Your answer should be exactly the lines from the one that contains "the mark call." through the final line of the entries below, and nothing else.

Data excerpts
::::

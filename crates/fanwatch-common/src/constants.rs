//! Kernel ABI constants for the fanotify notification channel.
//!
//! Values mirror `<linux/fanotify.h>` and are defined here so the engine
//! builds against C libraries whose headers predate the newer flags.

/// File was accessed.
pub const FAN_ACCESS: u64 = 0x0000_0001;
/// File was modified.
pub const FAN_MODIFY: u64 = 0x0000_0002;
/// Writable file was closed.
pub const FAN_CLOSE_WRITE: u64 = 0x0000_0008;
/// Read-only file was closed.
pub const FAN_CLOSE_NOWRITE: u64 = 0x0000_0010;
/// File was opened.
pub const FAN_OPEN: u64 = 0x0000_0020;
/// File was moved from a watched location.
pub const FAN_MOVED_FROM: u64 = 0x0000_0040;
/// File was moved to a watched location.
pub const FAN_MOVED_TO: u64 = 0x0000_0080;
/// File was created.
pub const FAN_CREATE: u64 = 0x0000_0100;
/// File was deleted.
pub const FAN_DELETE: u64 = 0x0000_0200;
/// The kernel event queue overflowed and events were dropped.
pub const FAN_Q_OVERFLOW: u64 = 0x0000_4000;
/// Permission check on open.
pub const FAN_OPEN_PERM: u64 = 0x0001_0000;
/// Permission check on access.
pub const FAN_ACCESS_PERM: u64 = 0x0002_0000;
/// Children of a marked directory generate events.
pub const FAN_EVENT_ON_CHILD: u64 = 0x0800_0000;
/// The event occurred against a directory.
pub const FAN_ONDIR: u64 = 0x4000_0000;

/// Both close events.
pub const FAN_CLOSE: u64 = FAN_CLOSE_WRITE | FAN_CLOSE_NOWRITE;
/// Both move events.
pub const FAN_MOVE: u64 = FAN_MOVED_FROM | FAN_MOVED_TO;
/// Every permission event.
pub const FAN_ALL_PERM_EVENTS: u64 = FAN_OPEN_PERM | FAN_ACCESS_PERM;

/// Notification-only class: events are delivered after the fact.
pub const FAN_CLASS_NOTIF: u32 = 0x0000_0000;
/// Set close-on-exec on the channel descriptor.
pub const FAN_CLOEXEC: u32 = 0x0000_0001;

/// Add the mask to the mark.
pub const FAN_MARK_ADD: u32 = 0x0000_0001;
/// Mark the whole mount containing the path.
pub const FAN_MARK_MOUNT: u32 = 0x0000_0010;
/// Mark the whole filesystem containing the path.
pub const FAN_MARK_FILESYSTEM: u32 = 0x0000_0100;

/// Metadata format version this engine understands.
pub const FANOTIFY_METADATA_VERSION: u8 = 3;

/// Sentinel fd carried by records that have no file attached.
pub const FAN_NOFD: i32 = -1;

/// Size in bytes of one `fanotify_event_metadata` header.
pub const EVENT_METADATA_LEN: usize = 24;

/// Number of headers the default read buffer holds.
pub const DEFAULT_BUFFER_RECORDS: usize = 200;

/// Default size of the reusable read buffer.
pub const DEFAULT_BUFFER_SIZE: usize = DEFAULT_BUFFER_RECORDS * EVENT_METADATA_LEN;

/// Default path handed to the mark call.
pub const DEFAULT_WATCH_ROOT: &str = "/";

/// Default mount point of the proc filesystem.
pub const DEFAULT_PROC_ROOT: &str = "/proc";

/// Default sleep after a failed channel read, in milliseconds.
pub const DEFAULT_READ_RETRY_BACKOFF_MS: u64 = 10;

/// Name given to the background monitor thread.
pub const MONITOR_THREAD_NAME: &str = "fanwatch-monitor";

::::

TASK SOLUTION:
/// Default path handed to the mark call.
pub const DEFAULT_WATCH_ROOT: &str = "/";

/// Default mount point of the proc filesystem.
pub const DEFAULT_PROC_ROOT: &str = "/proc";

/// Default sleep after a failed channel read, in milliseconds.
pub const DEFAULT_READ_RETRY_BACKOFF_MS: u64 = 10;

/// Name given to the background monitor thread.
pub const MONITOR_THREAD_NAME: &str = "fanwatch-monitor";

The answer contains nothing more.